> _Working data_
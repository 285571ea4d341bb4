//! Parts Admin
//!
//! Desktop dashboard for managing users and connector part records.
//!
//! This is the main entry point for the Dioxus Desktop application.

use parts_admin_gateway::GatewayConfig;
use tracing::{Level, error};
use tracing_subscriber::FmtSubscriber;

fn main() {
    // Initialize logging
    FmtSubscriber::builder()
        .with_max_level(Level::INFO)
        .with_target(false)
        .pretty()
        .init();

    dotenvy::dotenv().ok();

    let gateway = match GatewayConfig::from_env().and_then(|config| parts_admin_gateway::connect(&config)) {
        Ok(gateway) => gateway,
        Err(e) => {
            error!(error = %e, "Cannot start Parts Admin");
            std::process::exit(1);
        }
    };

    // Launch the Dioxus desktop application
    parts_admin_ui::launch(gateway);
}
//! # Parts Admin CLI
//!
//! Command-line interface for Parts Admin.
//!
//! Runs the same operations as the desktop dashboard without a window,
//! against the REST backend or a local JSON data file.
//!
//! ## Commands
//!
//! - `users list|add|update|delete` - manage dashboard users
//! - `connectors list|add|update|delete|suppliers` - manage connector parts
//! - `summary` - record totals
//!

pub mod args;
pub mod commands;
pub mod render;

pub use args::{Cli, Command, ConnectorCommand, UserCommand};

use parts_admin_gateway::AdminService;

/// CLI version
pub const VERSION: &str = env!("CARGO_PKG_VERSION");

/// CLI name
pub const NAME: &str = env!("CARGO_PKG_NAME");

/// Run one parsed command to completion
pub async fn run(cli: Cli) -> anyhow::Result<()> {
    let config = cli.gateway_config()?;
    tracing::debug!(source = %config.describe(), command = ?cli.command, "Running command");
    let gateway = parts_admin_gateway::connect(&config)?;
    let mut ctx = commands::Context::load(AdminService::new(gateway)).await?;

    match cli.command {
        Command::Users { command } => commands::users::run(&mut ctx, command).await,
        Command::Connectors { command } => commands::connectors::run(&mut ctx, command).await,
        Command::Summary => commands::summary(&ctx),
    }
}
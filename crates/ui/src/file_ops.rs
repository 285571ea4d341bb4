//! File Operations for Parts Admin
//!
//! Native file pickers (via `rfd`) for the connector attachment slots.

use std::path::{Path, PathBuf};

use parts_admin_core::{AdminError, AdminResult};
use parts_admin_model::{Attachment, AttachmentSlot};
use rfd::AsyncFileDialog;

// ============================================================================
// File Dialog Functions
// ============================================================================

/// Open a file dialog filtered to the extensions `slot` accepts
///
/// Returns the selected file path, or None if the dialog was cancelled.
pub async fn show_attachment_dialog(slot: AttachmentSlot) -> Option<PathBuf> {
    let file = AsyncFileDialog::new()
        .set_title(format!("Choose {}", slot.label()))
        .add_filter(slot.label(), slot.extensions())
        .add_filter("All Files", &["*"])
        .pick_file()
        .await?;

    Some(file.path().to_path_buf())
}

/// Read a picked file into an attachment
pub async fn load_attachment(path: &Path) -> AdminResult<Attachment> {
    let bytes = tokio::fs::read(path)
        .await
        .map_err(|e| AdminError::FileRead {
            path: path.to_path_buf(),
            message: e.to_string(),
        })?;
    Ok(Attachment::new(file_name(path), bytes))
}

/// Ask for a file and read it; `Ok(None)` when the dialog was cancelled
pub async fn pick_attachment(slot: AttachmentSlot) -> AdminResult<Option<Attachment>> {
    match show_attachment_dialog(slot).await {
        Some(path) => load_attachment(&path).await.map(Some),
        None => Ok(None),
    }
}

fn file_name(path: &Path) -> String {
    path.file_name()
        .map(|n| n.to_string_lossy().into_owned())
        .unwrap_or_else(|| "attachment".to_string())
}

--

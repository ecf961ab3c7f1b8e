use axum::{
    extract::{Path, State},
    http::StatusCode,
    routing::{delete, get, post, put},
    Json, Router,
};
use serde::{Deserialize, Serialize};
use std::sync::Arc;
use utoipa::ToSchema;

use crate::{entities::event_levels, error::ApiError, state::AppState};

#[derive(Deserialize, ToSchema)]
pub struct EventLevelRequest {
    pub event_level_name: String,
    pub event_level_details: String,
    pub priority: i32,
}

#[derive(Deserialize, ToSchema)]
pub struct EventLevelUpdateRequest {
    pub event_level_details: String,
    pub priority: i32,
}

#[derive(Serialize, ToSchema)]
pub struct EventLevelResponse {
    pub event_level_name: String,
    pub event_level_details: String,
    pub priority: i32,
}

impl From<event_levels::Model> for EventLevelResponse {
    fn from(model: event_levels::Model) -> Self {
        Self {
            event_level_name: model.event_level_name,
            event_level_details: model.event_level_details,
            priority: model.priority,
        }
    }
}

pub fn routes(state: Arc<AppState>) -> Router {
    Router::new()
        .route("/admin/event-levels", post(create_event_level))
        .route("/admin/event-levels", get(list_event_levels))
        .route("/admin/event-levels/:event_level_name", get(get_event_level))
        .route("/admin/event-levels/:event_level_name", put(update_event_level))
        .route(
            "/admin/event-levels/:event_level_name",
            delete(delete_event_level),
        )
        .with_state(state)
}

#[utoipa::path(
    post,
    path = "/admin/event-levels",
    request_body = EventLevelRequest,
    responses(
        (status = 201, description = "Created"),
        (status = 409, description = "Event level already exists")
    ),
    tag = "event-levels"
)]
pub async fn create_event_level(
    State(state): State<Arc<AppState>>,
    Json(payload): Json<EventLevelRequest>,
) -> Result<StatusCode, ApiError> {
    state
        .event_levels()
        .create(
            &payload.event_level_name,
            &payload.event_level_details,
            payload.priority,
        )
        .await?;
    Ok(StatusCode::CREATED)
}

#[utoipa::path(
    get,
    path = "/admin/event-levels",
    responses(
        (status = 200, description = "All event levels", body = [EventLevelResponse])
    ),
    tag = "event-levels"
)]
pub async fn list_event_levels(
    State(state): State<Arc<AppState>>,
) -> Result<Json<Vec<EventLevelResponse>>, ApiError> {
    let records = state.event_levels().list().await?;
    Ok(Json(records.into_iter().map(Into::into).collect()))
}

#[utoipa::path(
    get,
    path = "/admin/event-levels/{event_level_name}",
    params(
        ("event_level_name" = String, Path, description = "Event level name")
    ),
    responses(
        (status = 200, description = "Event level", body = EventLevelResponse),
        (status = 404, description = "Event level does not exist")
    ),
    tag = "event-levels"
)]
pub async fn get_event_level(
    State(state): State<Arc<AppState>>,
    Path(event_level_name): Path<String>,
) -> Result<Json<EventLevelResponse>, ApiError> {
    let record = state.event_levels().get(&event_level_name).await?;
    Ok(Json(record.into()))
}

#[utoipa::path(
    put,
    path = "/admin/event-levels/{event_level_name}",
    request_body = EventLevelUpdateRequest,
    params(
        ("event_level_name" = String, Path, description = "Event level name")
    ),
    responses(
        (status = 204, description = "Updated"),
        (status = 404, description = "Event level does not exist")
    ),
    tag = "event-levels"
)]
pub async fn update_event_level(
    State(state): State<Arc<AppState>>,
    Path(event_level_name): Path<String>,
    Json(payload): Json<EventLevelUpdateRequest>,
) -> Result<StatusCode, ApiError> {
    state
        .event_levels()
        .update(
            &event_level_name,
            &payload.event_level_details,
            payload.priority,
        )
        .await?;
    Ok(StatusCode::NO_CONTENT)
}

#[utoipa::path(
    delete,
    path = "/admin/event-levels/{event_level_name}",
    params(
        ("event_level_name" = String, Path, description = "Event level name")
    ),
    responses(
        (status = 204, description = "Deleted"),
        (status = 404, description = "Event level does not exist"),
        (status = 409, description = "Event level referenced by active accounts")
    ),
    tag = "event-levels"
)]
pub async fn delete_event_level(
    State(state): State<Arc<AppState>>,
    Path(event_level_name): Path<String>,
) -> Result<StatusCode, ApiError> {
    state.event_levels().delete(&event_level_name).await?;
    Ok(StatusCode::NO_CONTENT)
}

* * *

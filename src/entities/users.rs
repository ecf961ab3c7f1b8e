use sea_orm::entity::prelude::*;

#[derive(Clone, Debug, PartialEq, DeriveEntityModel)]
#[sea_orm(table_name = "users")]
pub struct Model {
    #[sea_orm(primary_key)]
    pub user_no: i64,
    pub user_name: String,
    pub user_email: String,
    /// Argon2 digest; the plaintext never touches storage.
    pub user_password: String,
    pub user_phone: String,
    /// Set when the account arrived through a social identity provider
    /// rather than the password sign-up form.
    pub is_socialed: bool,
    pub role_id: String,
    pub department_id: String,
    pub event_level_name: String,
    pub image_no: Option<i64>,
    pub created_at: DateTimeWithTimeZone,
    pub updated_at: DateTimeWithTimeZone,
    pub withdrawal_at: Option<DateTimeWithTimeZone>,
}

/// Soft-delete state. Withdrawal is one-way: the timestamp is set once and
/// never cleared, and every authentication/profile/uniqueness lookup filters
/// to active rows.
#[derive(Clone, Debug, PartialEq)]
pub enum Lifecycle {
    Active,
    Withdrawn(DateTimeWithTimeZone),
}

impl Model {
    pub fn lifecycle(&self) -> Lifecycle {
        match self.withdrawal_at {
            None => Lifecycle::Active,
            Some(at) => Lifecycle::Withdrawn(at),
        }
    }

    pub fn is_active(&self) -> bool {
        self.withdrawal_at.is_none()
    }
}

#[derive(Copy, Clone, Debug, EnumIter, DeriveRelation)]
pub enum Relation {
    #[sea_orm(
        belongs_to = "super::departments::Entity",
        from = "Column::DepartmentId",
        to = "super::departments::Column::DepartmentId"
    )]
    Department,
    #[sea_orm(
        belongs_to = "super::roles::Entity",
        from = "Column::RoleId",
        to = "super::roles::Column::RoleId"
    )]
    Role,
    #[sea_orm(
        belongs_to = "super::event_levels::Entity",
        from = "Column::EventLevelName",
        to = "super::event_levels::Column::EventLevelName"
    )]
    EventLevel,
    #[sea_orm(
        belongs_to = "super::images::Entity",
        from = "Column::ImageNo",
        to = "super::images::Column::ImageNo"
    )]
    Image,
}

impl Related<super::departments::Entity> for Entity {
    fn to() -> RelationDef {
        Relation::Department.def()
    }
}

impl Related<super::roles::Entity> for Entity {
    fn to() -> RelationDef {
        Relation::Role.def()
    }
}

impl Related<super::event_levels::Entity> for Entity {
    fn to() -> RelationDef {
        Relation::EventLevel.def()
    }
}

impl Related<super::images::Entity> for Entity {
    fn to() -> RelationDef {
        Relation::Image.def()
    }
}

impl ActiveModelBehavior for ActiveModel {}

> _Requirement_
Go over the data above and copy every line that has the word "AttachmentSlot" in it.

> _Solution to the problem_
use parts_admin_model::{Attachment, AttachmentSlot};
pub async fn show_attachment_dialog(slot: AttachmentSlot) -> Option<PathBuf> {
pub async fn pick_attachment(slot: AttachmentSlot) -> AdminResult<Option<Attachment>> {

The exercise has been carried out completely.